Airlines should not hide cost of tickets from flying public
Dallas Morning News: It's not enough that airlines employ the most byzantine pricing structure known to humankind; now some older, traditional carriers want to be able to hide part of the real cost when they advertise their fares. Say, for instance, enticing you to buy a ticket at a certain "fare" and then adding on a "fuel surcharge."
Like you're going to fly on a plane that carries no fuel, right? Isn't that a little like saying the hamburger is 99 cents, but the meat is $2 extra?
Yes, life is tough for the older airlines, which must withstand the ever-increasing onslaughts of the low-cost carriers. No one is eager to see more U.S. airlines slip into bankruptcy or go out of business. But the last time we looked, a good business model did not rest on tricking the consumer -- and, frankly, that's what this proposal smacks of.

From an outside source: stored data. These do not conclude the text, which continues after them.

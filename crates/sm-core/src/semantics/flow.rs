use super::{AnalysisResult, ControlFlowService, ExitKind};
use crate::ast::{ExprKind, NodeId, NodeKind, StmtKind, Tree, VarId, VarKind};
use crate::error::AnalysisError;
use std::collections::BTreeSet;
use std::sync::atomic::{AtomicBool, Ordering};
use std::sync::Arc;

/// Structural control-flow analysis over a [`Tree`].
///
/// Every query walks the relevant subtree once. A query that visits more
/// nodes than the configured budget fails with [`AnalysisError::Timeout`];
/// raising the cancel flag makes the next visit fail with
/// [`AnalysisError::Canceled`].
#[derive(Debug, Clone, Default)]
pub struct FlowAnalysis {
    budget: Option<usize>,
    canceled: Arc<AtomicBool>,
}

impl FlowAnalysis {
    pub fn new() -> Self {
        Self::default()
    }

    pub fn with_budget(mut self, budget: usize) -> Self {
        self.budget = Some(budget);
        self
    }

    /// Shared flag; storing `true` cancels running and future queries.
    pub fn cancel_handle(&self) -> Arc<AtomicBool> {
        self.canceled.clone()
    }

    fn meter(&self) -> Meter<'_> {
        Meter {
            visited: 0,
            budget: self.budget,
            canceled: &self.canceled,
        }
    }

    /// Preorder walk under `root`, closures skipped unless `enter_closures`.
    fn walk(
        &self,
        tree: &Tree,
        root: NodeId,
        enter_closures: bool,
        mut visit: impl FnMut(NodeId),
    ) -> AnalysisResult<()> {
        let mut meter = self.meter();
        let mut stack = vec![root];
        while let Some(current) = stack.pop() {
            meter.tick()?;
            visit(current);
            let closure = tree.expr(current).is_some_and(ExprKind::is_closure);
            if current != root && closure && !enter_closures {
                continue;
            }
            stack.extend(tree.children(current).into_iter().rev());
        }
        Ok(())
    }

    /// Variables written by each assignment or increment under `root`.
    fn writes(&self, tree: &Tree, root: NodeId) -> AnalysisResult<Vec<(NodeId, VarId)>> {
        let mut writes = Vec::new();
        self.walk(tree, root, true, |id| {
            let target = match tree.expr(id) {
                Some(ExprKind::Assign(assign)) => Some(assign.target),
                Some(ExprKind::Unary(unary)) if unary.op.writes_operand() => Some(unary.operand),
                _ => None,
            };
            if let Some(var) = target.and_then(|target| assigned_var(tree, target)) {
                writes.push((id, var));
            }
        })?;
        Ok(writes)
    }
}

struct Meter<'a> {
    visited: usize,
    budget: Option<usize>,
    canceled: &'a AtomicBool,
}

impl Meter<'_> {
    fn tick(&mut self) -> AnalysisResult<()> {
        if self.canceled.load(Ordering::Relaxed) {
            return Err(AnalysisError::Canceled);
        }
        self.visited += 1;
        match self.budget {
            Some(budget) if self.visited > budget => Err(AnalysisError::Timeout),
            _ => Ok(()),
        }
    }
}

fn assigned_var(tree: &Tree, target: NodeId) -> Option<VarId> {
    match tree.expr(tree.skip_parens(target))? {
        ExprKind::Name(name) => name.var,
        ExprKind::Field(field) => field.var,
        _ => None,
    }
}

fn referenced_var(tree: &Tree, id: NodeId) -> Option<VarId> {
    match tree.expr(id)? {
        ExprKind::Name(name) => name.var,
        ExprKind::Field(field) => field.var,
        _ => None,
    }
}

/// Whether a jump at `jump` stays inside `body`: an unlabelled jump needs an
/// enclosing loop, a labelled one a matching label, between it and `body`
/// inclusive.
fn jump_is_internal(tree: &Tree, jump: NodeId, body: NodeId, label: Option<&str>) -> bool {
    let mut current = tree.parent(jump);
    while let Some(id) = current {
        let matches = match (tree.stmt(id), label) {
            (Some(stmt), None) => stmt.is_loop(),
            (Some(StmtKind::Labeled(labeled)), Some(label)) => labeled.label == label,
            _ => false,
        };
        if matches {
            return true;
        }
        if id == body {
            return false;
        }
        current = tree.parent(id);
    }
    false
}

impl ControlFlowService for FlowAnalysis {
    fn exit_points(&self, tree: &Tree, body: NodeId) -> AnalysisResult<Vec<(NodeId, ExitKind)>> {
        let mut exits = Vec::new();
        self.walk(tree, body, false, |id| {
            let exit = match tree.stmt(id) {
                Some(StmtKind::Break(label)) => (!jump_is_internal(tree, id, body, label.as_deref()))
                    .then_some(ExitKind::Break),
                Some(StmtKind::Continue(label)) => (!jump_is_internal(tree, id, body, label.as_deref()))
                    .then_some(ExitKind::Continue),
                Some(StmtKind::Return(_)) => Some(ExitKind::Return),
                Some(StmtKind::Throw(_)) => Some(ExitKind::Throw),
                _ => None,
            };
            if let Some(exit) = exit {
                exits.push((id, exit));
            }
        })?;
        Ok(exits)
    }

    fn used_variables(&self, tree: &Tree, body: NodeId) -> AnalysisResult<BTreeSet<VarId>> {
        let mut used = BTreeSet::new();
        self.walk(tree, body, true, |id| {
            if let Some(var) = referenced_var(tree, id) {
                used.insert(var);
            }
        })?;
        Ok(used)
    }

    fn written_variables(&self, tree: &Tree, body: NodeId) -> AnalysisResult<BTreeSet<VarId>> {
        Ok(self.writes(tree, body)?.into_iter().map(|(_, var)| var).collect())
    }

    fn is_effectively_final(&self, tree: &Tree, var: VarId, body: NodeId) -> AnalysisResult<bool> {
        let decl = tree.var(var);
        if decl.is_final {
            return Ok(true);
        }
        let writes: Vec<NodeId> = self
            .writes(tree, tree.root())?
            .into_iter()
            .filter(|(_, written)| *written == var)
            .map(|(site, _)| site)
            .collect();

        let is_final = match decl.kind {
            VarKind::Local => {
                let initialized = tree
                    .declaration_of(var)
                    .and_then(|decl| match tree.kind(decl) {
                        NodeKind::Stmt(StmtKind::Local(local)) => Some(local.init.is_some()),
                        _ => None,
                    });
                match initialized {
                    Some(true) => writes.is_empty(),
                    Some(false) => {
                        writes.len() <= 1
                            && writes.iter().all(|site| !tree.is_ancestor(body, *site, false))
                    }
                    None => false,
                }
            }
            _ => writes.is_empty(),
        };
        Ok(is_final)
    }
}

There are reasons most Americans would rate buying a car right up there with getting a root canal. Do airlines really want their customers to feel that way about buying a ticket?
Bottom-line costs
Besides, Web sites such as Expedia and Orbitz undoubtedly know how to add; they can lure even more consumers to their sites by figuring up and publishing the true, bottom-line costs. How does that benefit the airlines?
Part of the rationale for loosening the regulations is that hotels and car rental companies are allowed to exclude some portions of the cost when advertising their prices. "Airlines should be treated like everybody else," Robin Urbanski, a spokeswoman for United Airlines, told The New York Times.
Good point. Why not make all those companies disclose the bottom line, right up front?
The decision rests in the hands of Transportation Secretary Norman Mineta. Those in the know say he's likely to OK the looser rules.
Part of the department's mission is to bolster the nation's commercial transportation networks. If he thinks this is one way to do that, he's wrong. Truth in advertising isn't just good ethics. In the long run, it's good business.